I know I am sounding as if I have a complaint box against my baby, I actually do, because I am at total loss of support for any matter other than my mother’s illness at this hour.

Pari has been on a mass destruction spree and keeping household items out of her reach eats up all my calories. Leaving me worrying every minute of the day. Be it pieces of crockery, glassware, showpieces, toys of my nephew and niece, remotes of various gadgets, utensils in the kitchen, magazines in the stand, plants or anything else, all are under constant attack by Pari. It can be pretty frustrating trying to keep her off the belongings of a house where we are guests. All my endeavours of trying to put sense in her little mind failing every second.

This isn’t the end of my troubles. Pari has taken on a weird ‘angry toddler mode’ where she shows rage in ways I have never seen in real life. She yells nonstop, cries, kicks, pushes and sometimes even tries to resort to biting, only to be scolded and end up repeating the vicious circle again and again.

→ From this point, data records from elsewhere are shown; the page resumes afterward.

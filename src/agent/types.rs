//! Typed chunk events emitted by an agent channel

use serde::{Deserialize, Serialize};

/// One unit of agent output.
#[derive(Debug, Clone, PartialEq, Eq, Serialize, Deserialize)]
#[serde(tag = "kind", content = "payload", rename_all = "snake_case")]
pub enum ChunkEvent {
    /// Incremental assistant text. Payloads are suffixes of the accumulating
    /// message and concatenate in arrival order.
    Text(String),
    /// Transient progress indicator. Each one replaces the last; none of them
    /// accumulate into the transcript.
    Status(String),
    /// The complete, final slide-source document for this turn. Replaces the
    /// previous document wholesale.
    Document(String),
}

impl ChunkEvent {
    #[allow(dead_code)] // Accessor for API completeness
    pub fn payload(&self) -> &str {
        match self {
            ChunkEvent::Text(s) | ChunkEvent::Status(s) | ChunkEvent::Document(s) => s,
        }
    }

    /// Stable name for logging.
    pub fn kind(&self) -> &'static str {
        match self {
            ChunkEvent::Text(_) => "text",
            ChunkEvent::Status(_) => "status",
            ChunkEvent::Document(_) => "document",
        }
    }
}
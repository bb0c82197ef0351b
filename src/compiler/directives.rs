//! Front-matter directive parsing
//!
//! A document may open with a `---`-delimited block of `key: value` lines.
//! Known keys shape the deck stylesheet; unknown keys pass through untouched
//! as styling context. A leading `---` without a closing delimiter is not
//! front-matter at all - it falls back to being an ordinary slide separator.

use super::CompileError;
use std::collections::BTreeMap;

/// Deck aspect ratio
#[derive(Debug, Clone, Copy, PartialEq, Eq, Default)]
pub enum SlideSize {
    /// 16:9, 1280x720
    Widescreen,
    /// 4:3, 960x720
    #[default]
    Standard,
}

impl SlideSize {
    pub fn dimensions(self) -> (u32, u32) {
        match self {
            SlideSize::Widescreen => (1280, 720),
            SlideSize::Standard => (960, 720),
        }
    }
}

/// Presentation-level directives parsed from front-matter
#[derive(Debug, Clone, Default, PartialEq, Eq)]
pub struct Directives {
    pub theme: Option<String>,
    pub size: SlideSize,
    pub paginate: bool,
    /// Unrecognized directives, passed through as styling context.
    pub custom: BTreeMap<String, String>,
}

/// Split a document into directives and the slide-body remainder.
///
/// Returns an error only when a block that is unambiguously front-matter
/// (leading `---` with a closing `---`) contains a non-directive line.
pub(crate) fn split_front_matter(source: &str) -> Result<(Directives, String), CompileError> {
    let lines: Vec<&str> = source.lines().collect();

    if lines.first().map(|l| l.trim()) != Some("---") {
        return Ok((Directives::default(), source.to_string()));
    }

    let Some(close) = lines
        .iter()
        .skip(1)
        .position(|l| l.trim() == "---")
        .map(|i| i + 1)
    else {
        // No closing delimiter: the leading `---` is a slide separator.
        return Ok((Directives::default(), source.to_string()));
    };

    let mut directives = Directives::default();
    for (offset, line) in lines[1..close].iter().enumerate() {
        if line.trim().is_empty() {
            continue;
        }
        let (key, value) = parse_directive(line).ok_or(CompileError::MalformedFrontMatter {
            line: offset + 2,
            text: (*line).to_string(),
        })?;
        apply_directive(&mut directives, key, value);
    }

    let body = lines[close + 1..].join("\n");
    Ok((directives, body))
}

fn parse_directive(line: &str) -> Option<(&str, &str)> {
    let (key, value) = line.split_once(':')?;
    let key = key.trim();
    if key.is_empty() || key.contains(char::is_whitespace) {
        return None;
    }
    Some((key, value.trim()))
}

fn apply_directive(directives: &mut Directives, key: &str, value: &str) {
    match key {
        // Marker directive from the source format; nothing to configure.
        "marp" => {}
        "theme" => directives.theme = Some(value.to_string()),
        "size" => {
            directives.size = match value {
                "16:9" => SlideSize::Widescreen,
                _ => SlideSize::Standard,
            };
        }
        "paginate" => directives.paginate = value == "true",
        _ => {
            directives
                .custom
                .insert(key.to_string(), value.to_string());
        }
    }
}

At any other time I wouldn’t have worried so much about Pari’s tantrums as I do now. The reason being, I need to leave her with other members of the family to be with my mum, but given her tantrums doing that is getting next to impossible. This is only adding to my troubled existence, with agitation on the rise. The situation is far from being resolved as each passing day is gifting me added responsibilities of being the care giver to my mum, being the single parent to a highly uncooperative child besides trying to tap the avenues of higher studies to make earning a possibility in my given circumstances.

To sum it all, I am in a total mess. Tangled and knotted to only complicate things with my every move to set free.

11 thoughts on “Terrible Tantrums

  1. Hugs hugs and many hugs ME 😦 Is Pari feeling out of place, as she is away from home? Also, she is not getting the entire attention of you or mom now, may be she is doing all this out of that frustration. Wish you find a way through all this. I am sure she will be herself very soon. Hugs again!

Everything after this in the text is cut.